La Casbah est la principale attraction touristique de la ville, fondée sur les ruines d'un comptoir commercial phénicien. Ce quartier à flanc de colline s'est ensuite développé en une petite ville romaine, s'étendant jusqu'à la mer. Aujourd'hui, la zone est caractérisée par des maisons étincelantes blanchies à la chaux qui se dressent comme des morceaux de sucre à quelques pas de la mer. Ces maisons ont valu à Alger son surnom de « La Blanche », et le quartier a été déclaré site du patrimoine mondial de l'UNESCO en 1992. Malgré cette reconnaissance et le classement de la Casbah comme monument protégé par le gouvernement, le quartier est tombé en décrépitude. Les rues étroites serpentent devant des cours en ruine, des bâtiments qui se détériorent et des jardins envahis par les mauvaises herbes depuis longtemps.
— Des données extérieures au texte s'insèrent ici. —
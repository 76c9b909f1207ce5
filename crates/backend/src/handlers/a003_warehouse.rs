use axum::{extract::Path, Json};
use serde_json::json;

use crate::domain::a003_warehouse;

/// GET /api/warehouse
pub async fn list_all() -> Result<
    Json<Vec<contracts::domain::a003_warehouse::aggregate::Warehouse>>,
    axum::http::StatusCode,
> {
    match a003_warehouse::service::list_all().await {
        Ok(v) => Ok(Json(v)),
        Err(_) => Err(axum::http::StatusCode::INTERNAL_SERVER_ERROR),
    }
}

/// GET /api/warehouse/:id
pub async fn get_by_id(
    Path(id): Path<i64>,
) -> Result<Json<contracts::domain::a003_warehouse::aggregate::Warehouse>, axum::http::StatusCode>
{
    match a003_warehouse::service::get_by_id(id).await {
        Ok(Some(v)) => Ok(Json(v)),
        Ok(None) => Err(axum::http::StatusCode::NOT_FOUND),
        Err(_) => Err(axum::http::StatusCode::INTERNAL_SERVER_ERROR),
    }
}

/// POST /api/warehouse
pub async fn upsert(
    Json(dto): Json<contracts::domain::a003_warehouse::aggregate::WarehouseDto>,
) -> Result<Json<serde_json::Value>, axum::http::StatusCode> {
    let result = match dto.id {
        Some(id) => a003_warehouse::service::update(dto).await.map(|_| id),
        None => a003_warehouse::service::create(dto).await,
    };

    match result {
        Ok(id) => Ok(Json(json!({"id": id}))),
        Err(e) => {
            tracing::error!("Failed to save warehouse: {}", e);
            Err(axum::http::StatusCode::INTERNAL_SERVER_ERROR)
        }
    }
}

/// DELETE /api/warehouse/:id
pub async fn delete(Path(id): Path<i64>) -> Result<(), axum::http::StatusCode> {
    match a003_warehouse::service::delete(id).await {
        Ok(true) => Ok(()),
        Ok(false) => Err(axum::http::StatusCode::NOT_FOUND),
        Err(_) => Err(axum::http::StatusCode::INTERNAL_SERVER_ERROR),
    }
}
use crate::domain::common::{AggregateId, AggregateRoot, BaseAggregate, EntityMetadata};
use serde::{Deserialize, Serialize};

// ============================================================================
// ID Type
// ============================================================================
#[derive(Debug, Clone, Copy, PartialEq, Eq, Hash, Serialize, Deserialize)]
pub struct B2bOfferId(pub i64);

impl B2bOfferId {
    pub fn new(value: i64) -> Self {
        Self(value)
    }

    pub fn value(&self) -> i64 {
        self.0
    }
}

impl AggregateId for B2bOfferId {
    fn as_string(&self) -> String {
        self.0.to_string()
    }

    fn from_string(s: &str) -> Result<Self, String> {
        s.parse::<i64>()
            .map(B2bOfferId::new)
            .map_err(|e| format!("Invalid id: {}", e))
    }
}

// ============================================================================
// Aggregate Root
// ============================================================================
/// Коммерческое предложение B2B
#[derive(Debug, Clone, Serialize, Deserialize)]
pub struct B2bOffer {
    #[serde(flatten)]
    pub base: BaseAggregate<B2bOfferId>,

    /// Покупатель, для которого действует предложение (опционально)
    #[serde(rename = "customerId")]
    pub customer_id: Option<i64>,

    /// Цена за единицу по предложению
    #[serde(rename = "pricePerUnit")]
    pub price_per_unit: Option<f64>,

    /// Дата начала действия (ISO)
    #[serde(rename = "validFrom")]
    pub valid_from: Option<chrono::NaiveDate>,
}

impl B2bOffer {
    pub fn new_for_insert(
        code: String,
        description: String,
        customer_id: Option<i64>,
        price_per_unit: Option<f64>,
        valid_from: Option<chrono::NaiveDate>,
        comment: Option<String>,
    ) -> Self {
        let mut base = BaseAggregate::new(B2bOfferId::new(0), code, description);
        base.comment = comment;

        Self {
            base,
            customer_id,
            price_per_unit,
            valid_from,
        }
    }

    pub fn update(&mut self, dto: &B2bOfferDto) {
        if let Some(code) = &dto.code {
            self.base.code = code.clone();
        }
        self.base.description = dto.description.clone();
        self.base.comment = dto.comment.clone();
        self.customer_id = dto.customer_id;
        self.price_per_unit = dto.price_per_unit;
        self.valid_from = dto.valid_from;
    }

    pub fn validate(&self) -> Result<(), String> {
        if self.base.description.trim().is_empty() {
            return Err("Описание не может быть пустым".into());
        }
        if let Some(price) = self.price_per_unit {
            if price < 0.0 {
                return Err("Цена не может быть отрицательной".into());
            }
        }
        Ok(())
    }

    pub fn before_write(&mut self) {
        self.base.touch();
    }
}

impl AggregateRoot for B2bOffer {
    type Id = B2bOfferId;

    fn id(&self) -> Self::Id {
        self.base.id
    }

    fn code(&self) -> &str {
        &self.base.code
    }

    fn description(&self) -> &str {
        &self.base.description
    }

    fn metadata(&self) -> &EntityMetadata {
        &self.base.metadata
    }

    fn metadata_mut(&mut self) -> &mut EntityMetadata {
        &mut self.base.metadata
    }

    fn aggregate_index() -> &'static str {
        "a004"
    }

    fn collection_name() -> &'static str {
        "b2b_offer"
    }

    fn element_name() -> &'static str {
        "Коммерческое предложение"
    }

    fn list_name() -> &'static str {
        "Коммерческие предложения"
    }
}

// ============================================================================
// DTO
// ============================================================================
#[derive(Debug, Clone, Serialize, Deserialize, Default)]
pub struct B2bOfferDto {
    pub id: Option<i64>,
    pub code: Option<String>,
    pub description: String,
    #[serde(rename = "customerId")]
    pub customer_id: Option<i64>,
    #[serde(rename = "pricePerUnit")]
    pub price_per_unit: Option<f64>,
    #[serde(rename = "validFrom")]
    pub valid_from: Option<chrono::NaiveDate>,
    pub comment: Option<String>,
}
Pourtant, certaines zones de la Casbah parviennent à survivre et même à prospérer. Le quartier est particulièrement remarquable pour sa forte concentration de mosquées historiques, et les environs immédiats restent très pittoresques. La mosquée Ketchaoua, flanquée de deux minarets, a été construite en 1794 et est la mieux préservée. Parmi les autres mosquées notables du quartier qui méritent une visite, citons la Grande Mosquée d'Alger (El Kebir) et la mosquée el Djedid.
La Casbah abrite également l'un des plus grands anciens manoirs de la ville, Dar Hassan Pacha. Nommé d'après son propriétaire d'origine, un dirigeant du XVIIIe siècle, le manoir présente des plâtres ornés, des plafonds en bois peint coloré et de magnifiques carreaux muraux.
Un autre site intéressant à Alger est le Mémorial du Martyr, dédié aux habitants tués pendant la guerre d'indépendance. Ce monument emblématique en béton se compose de trois sections en forme de palmes qui se rejoignent au centre et atteignent plus de 90 mètres de hauteur. Les palmes stylisées sont surmontées d'une tourelle de style islamique de près de 8 mètres de haut, coiffée d'un dôme. Sous chaque palme se dresse la statue d'un soldat, et le monument repose sur une esplanade qui comprend une flamme éternelle, un amphithéâtre et une crypte.
Sous le Mémorial du Martyr se trouve le Musée national du Moudjahid, dédié à la lutte contre le colonialisme. Les expositions détaillées emmènent les visiteurs à travers une chronologie du colonialisme et du mouvement d'indépendance, commençant par l'invasion française de 1830. Les informations écrites sont en arabe, mais le sens général des expositions est facile à saisir. Le niveau inférieur du musée est un sanctuaire où le silence est requis et où un mausolée est inscrit avec des versets du Coran.
Le musée national du Bardo, consacré à la préhistoire et à l'ethnographie, met en lumière l'histoire ancienne et l'ethnographie de l'Algérie avec des détails saisissants. La vaste collection comprend des pierres et des poteries néolithiques, des gravures rupestres préhistoriques, des fossiles fabuleux et des artefacts urbains anciens. La cour supérieure est particulièrement ravissante, avec ses jardins luxuriants et son bassin rafraîchissant offrant un soulagement bienvenu lors des journées chaudes.
Au-dessus de l'agitation de la ville se dresse Notre-Dame d'Afrique, une basilique d'inspiration byzantine abritant une statue de la Vierge Marie. Avec la permission du Pape, la statue a été couronnée « Reine d'Afrique » en 1876, et l'église demeure un lieu de pèlerinage pour les fidèles.